Colette Kennedy, a junior at the University of Kansas, went to bed one night dreaming of Italian culture and cuisine. She woke up to an email that took it all away.
Kennedy, a business and marketing major from Saint Louis, Missouri, is packing up her bags, along with the rest of the study abroad program in Italy, due to the rapidly increasing public health threat posed by novel coronavirus.
On Saturday, University students received an email from the Study Abroad Office which asked all students participating in the program in Italy to make plans to leave by Friday, March 6.
"I woke up the next morning to hear my friends discussing an email we had received saying our program was cancelled," Kennedy said. "It was very disheartening and upsetting knowing this was probably going to cancel our program."
The decision affected 43 total students, including 35 in Italy, seven in South Korea and one in China, University Spokesperson Erin Barcomb-Peterson said in an email to the Kansan. Peterson said the University also cancelled its spring break study abroad programs in Italy, which affected 17 students.

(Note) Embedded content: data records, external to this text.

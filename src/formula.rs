//! Static metadata for the brew-file formula.
//!
//! Everything here is fixed at packaging time: where the upstream source
//! lives, which references the variants pin, which build options the formula
//! declares, and the smoke test the install is checked with. The actual
//! selection logic lives in [`crate::source`] and [`crate::plan`].

pub const NAME: &str = "brew-file";
pub const DESC: &str = "Brewfile manager for Homebrew";
pub const HOMEPAGE: &str = "https://github.com/rcmdnk/homebrew-file/";
pub const REPOSITORY: &str = "https://github.com/rcmdnk/homebrew-file.git";

/// Stable release: a fixed tag pinned to a commit for verification.
pub const STABLE_TAG: &str = "v3.4.5";
pub const STABLE_REVISION: &str = "dc5277016a36acb5392a29ed76858c44b3bb8d33";

/// Legacy bash implementation, frozen on its own branch.
pub const LEGACY_BRANCH: &str = "bash";
pub const LEGACY_VERSION: &str = "1.1.8";

/// Development branch for head installs.
pub const HEAD_BRANCH: &str = "master";

/// Directories the install runtime must not prune after installation.
pub const SKIP_CLEAN: &[&str] = &["bin"];

/// A build option the formula declares.
#[derive(Debug, Clone, Copy)]
pub struct OptionDef {
    pub name: &'static str,
    pub help: &'static str,
}

/// Declared option surface, in the order the formula lists it.
///
/// `python` is vestigial: the python variant is the default, so enabling it
/// changes nothing. It stays declared because removing it would change the
/// option surface the runtime accepts.
pub const OPTIONS: &[OptionDef] = &[
    OptionDef {
        name: "python",
        help: "Use python version (same as default)",
    },
    OptionDef {
        name: "bash",
        help: "Use bash version",
    },
    OptionDef {
        name: "head",
        help: "Install from the master branch",
    },
    OptionDef {
        name: "without-completions",
        help: "Disable bash/zsh completions",
    },
];

/// Post-install smoke test: the command must exit 0.
#[derive(Debug, Clone, Copy)]
pub struct SmokeTest {
    pub program: &'static str,
    pub args: &'static [&'static str],
}

impl SmokeTest {
    /// Render as a single shell-style string for display.
    pub fn command_line(&self) -> String {
        let mut parts = vec![self.program];
        parts.extend_from_slice(self.args);
        parts.join(" ")
    }
}

pub const SMOKE_TEST: SmokeTest = SmokeTest {
    program: "brew",
    args: &["file", "help"],
};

The University of Kansas has suspended institution-related travel for countries with a Level 3 or 4 warning because of coronavirus concerns, according to an email from Chancellor Douglas Girod.
Study Abroad Outreach Coordinator Jackie Langdon said the University suspended the program because it does not want to send students to countries with a CDC Level 3 or Level 4 threat warning.
“We sincerely regret that world events are impacting our programs and the participation of our students in these experiences, particularly as we know the level of investment our students have made in preparing for their semesters abroad," Langdon said in an email to the Kansan.
Taylen Baumgardner, a junior from Burlington, Kansas studying strategic communications, said she was devastated when she heard the news from the University.
"The email was truly heartbreaking and hard to believe," Baumgardner said. "I have no words to describe the feeling — just a painful, confusing moment that I had to accept."
Baumgardner was studying in Milan for one month before she heard the news. She said the abrupt return not only thew off her many planned trips, but also took her away from a place that held strong meaning to her.
"I feel as though I didn't have enough time to learn the ins and outs of Milan,” Baumgardner said. "It is such a special place in the heart of Italy, and I feel as though I have been robbed of a unique opportunity while still being thankful for the time I did have."
Jasmine King, a junior from St. Louis studying business, was studying in Paderno Del Grappa, Italy before the announcement from the University. King said the news came as a disappointing but acceptable reality.
"I definitely agree with the decision, because if they didn't suspend the program, then it could've gotten worse and we would've been stuck in another country with no way of knowing when we'll return home," King said.
Langdon said students returning to the United States have been asked by the CDC to self-isolate and monitor their health for 14 days upon arrival.
Because of this, non-local students have had to decide if they should come back to Lawrence or return home for the break. Baumgardner, however, was left without a place to live on campus.
“I will not return to Lawrence this semester, sadly, as I gave up my lease before I went abroad,” Baumgardner said.
Baumgardner said after coming back, she is uncertain how to fill the remaining eight weeks of the semester, but she has the option to continue at Milan’s online university.
In addition, Pavika Saripalli, the interim chief of staff at Watkins Health Services, said the University is working to transfer many of its classes online. This is also a contingency plan should the virus result in a total campus closure, although officials doubt such an event will occur.
“Plans are being developed to offer a lot of online education," Saripalli said. “In the very unlikely event we have either a full-blown outbreak, or there's a desire on the part of parents and students to not be physically present for their classes, they're going to try to drastically increase what's available online and be able to convert in-person classes very quickly.”